--- WORK TO COMPLETE ---
Across the records below, how many lines include the string "always"? State the number and nothing more.

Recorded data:
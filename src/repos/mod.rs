//! Repository boundaries for plans, memory, events, souls, and sessions.
//!
//! Orchestration code depends on these traits only, so storage semantics
//! can change without touching execution flow. Two families implement
//! them: [`in_memory`] (process-local, always available) and [`indexed`]
//! (SQLite-backed with embeddings, kNN search, and event retention).

pub mod contract;
pub mod embedding;
pub mod in_memory;
pub mod indexed;
pub mod lock;

use async_trait::async_trait;
use thiserror::Error;

use crate::types::{EventRecord, JsonMap, MemoryRecord, MemoryScope, Plan, SessionRecord};

/// Errors raised by storage backends.
#[derive(Debug, Error)]
pub enum StorageError {
    /// A document failed local schema validation before indexing.
    #[error("storage_schema_error: {0}")]
    Schema(String),

    /// Underlying database failure.
    #[error("database error: {0}")]
    Database(String),

    /// Serialization failure while persisting or loading a document.
    #[error("serialization error: {0}")]
    Serialization(String),
}

impl From<sqlx::Error> for StorageError {
    fn from(e: sqlx::Error) -> Self {
        StorageError::Database(e.to_string())
    }
}

impl From<serde_json::Error> for StorageError {
    fn from(e: serde_json::Error) -> Self {
        StorageError::Serialization(e.to_string())
    }
}

/// Errors raised by the memory store.
#[derive(Debug, Error)]
pub enum MemoryError {
    /// Value does not satisfy the declared return-spec shape.
    #[error("contract_violation")]
    ContractViolation,

    /// A foreign task holds the write lock and the wait budget elapsed.
    #[error("memory_lock_timeout")]
    LockTimeout,

    /// Label contained `:`; callers must pass short labels, not namespaced
    /// keys.
    #[error("memory labels must not contain ':'")]
    InvalidLabel,

    /// Embedding vector length differs from the configured dimension.
    #[error("embedding_dimension_mismatch: expected {expected}, got {actual}")]
    EmbeddingDimensionMismatch {
        /// Configured dimensionality.
        expected: usize,
        /// Length actually produced.
        actual: usize,
    },

    /// Embedding provider failure.
    #[error("embedding failed: {0}")]
    Embedding(String),

    /// kNN search requested on a backend without embeddings.
    #[error("knn_search requires an indexed backend with embeddings")]
    KnnUnsupported,

    /// Underlying storage failure.
    #[error(transparent)]
    Storage(#[from] StorageError),
}

/// Parameters for one memory write.
#[derive(Debug, Clone)]
pub struct MemoryWriteRequest {
    /// Owning tenant.
    pub tenant_id: String,
    /// Originating session.
    pub session_id: String,
    /// Writing task; also the lock owner identity.
    pub task_id: String,
    /// Short label (no `:`).
    pub key: String,
    /// Payload to store.
    pub value: JsonMap,
    /// Shape the payload must satisfy.
    pub return_spec_shape: JsonMap,
    /// Visibility scope.
    pub scope: MemoryScope,
}

/// Parameters for one memory search.
#[derive(Debug, Clone)]
pub struct MemorySearchQuery {
    /// Owning tenant (always filtered).
    pub tenant_id: String,
    /// Requesting user.
    pub user_id: String,
    /// Session filter, applied when `scope` is [`MemoryScope::Session`].
    pub session_id: String,
    /// Free-text query.
    pub query_text: String,
    /// Scope filter.
    pub scope: MemoryScope,
    /// Maximum results.
    pub top_k: usize,
}

/// Plan persistence boundary.
#[async_trait]
pub trait PlanRepository: Send + Sync {
    /// Upsert a plan by `plan_id`.
    async fn save(&self, plan: &Plan) -> Result<(), StorageError>;

    /// Fetch a plan by `plan_id`.
    async fn get(&self, plan_id: &str) -> Result<Option<Plan>, StorageError>;
}

/// Memory persistence boundary with write locks and scoped search.
#[async_trait]
pub trait MemoryRepository: Send + Sync {
    /// Validate and store a payload, returning the namespaced key.
    ///
    /// The write lock acquired here stays held until a
    /// `read(.., release_lock = true)` or TTL expiry.
    ///
    /// # Errors
    ///
    /// [`MemoryError::InvalidLabel`] for labels containing `:`,
    /// [`MemoryError::ContractViolation`] before lock acquisition when the
    /// value misses the shape, [`MemoryError::LockTimeout`] when a foreign
    /// lock outlasts the wait budget.
    async fn write(&self, request: MemoryWriteRequest) -> Result<String, MemoryError>;

    /// Read a stored value; optionally release the write lock to confirm
    /// consumption.
    async fn read(
        &self,
        namespaced_key: &str,
        release_lock: bool,
    ) -> Result<Option<JsonMap>, MemoryError>;

    /// Case-insensitive substring search over `label ++ " " ++ value`,
    /// filtered by tenant, scope, and (for session scope) session.
    async fn search(&self, query: MemorySearchQuery) -> Result<Vec<MemoryRecord>, MemoryError>;

    /// Nearest-neighbor search over stored embeddings with the same
    /// tenant + scope pre-filter. Only indexed backends support this.
    async fn knn_search(
        &self,
        _tenant_id: &str,
        _scope: MemoryScope,
        _vector: &[f32],
        _top_k: usize,
    ) -> Result<Vec<MemoryRecord>, MemoryError> {
        Err(MemoryError::KnnUnsupported)
    }
}

/// Append-only event log boundary.
#[async_trait]
pub trait EventRepository: Send + Sync {
    /// Append one event. Timestamps are kept monotonic per log.
    async fn append(&self, event: EventRecord) -> Result<(), StorageError>;

    /// List events for a plan in insertion order.
    async fn list_by_plan(&self, plan_id: &str) -> Result<Vec<EventRecord>, StorageError>;
}

/// Persona/policy ("soul") persistence boundary.
#[async_trait]
pub trait SoulRepository: Send + Sync {
    /// Upsert the persona payload for a tenant (optionally per user).
    async fn upsert(
        &self,
        tenant_id: &str,
        user_id: Option<&str>,
        payload: JsonMap,
    ) -> Result<(), StorageError>;

    /// Fetch the persona payload for a tenant (optionally per user).
    async fn get(
        &self,
        tenant_id: &str,
        user_id: Option<&str>,
    ) -> Result<Option<JsonMap>, StorageError>;
}

/// Session persistence boundary.
#[async_trait]
pub trait SessionRepository: Send + Sync {
    /// Fetch a session by its composite identity.
    async fn get(
        &self,
        tenant_id: &str,
        user_id: &str,
        session_id: &str,
    ) -> Result<Option<SessionRecord>, StorageError>;

    /// Insert or update a session record.
    async fn upsert(&self, record: SessionRecord) -> Result<(), StorageError>;
}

--- TASK SOLUTION ---
2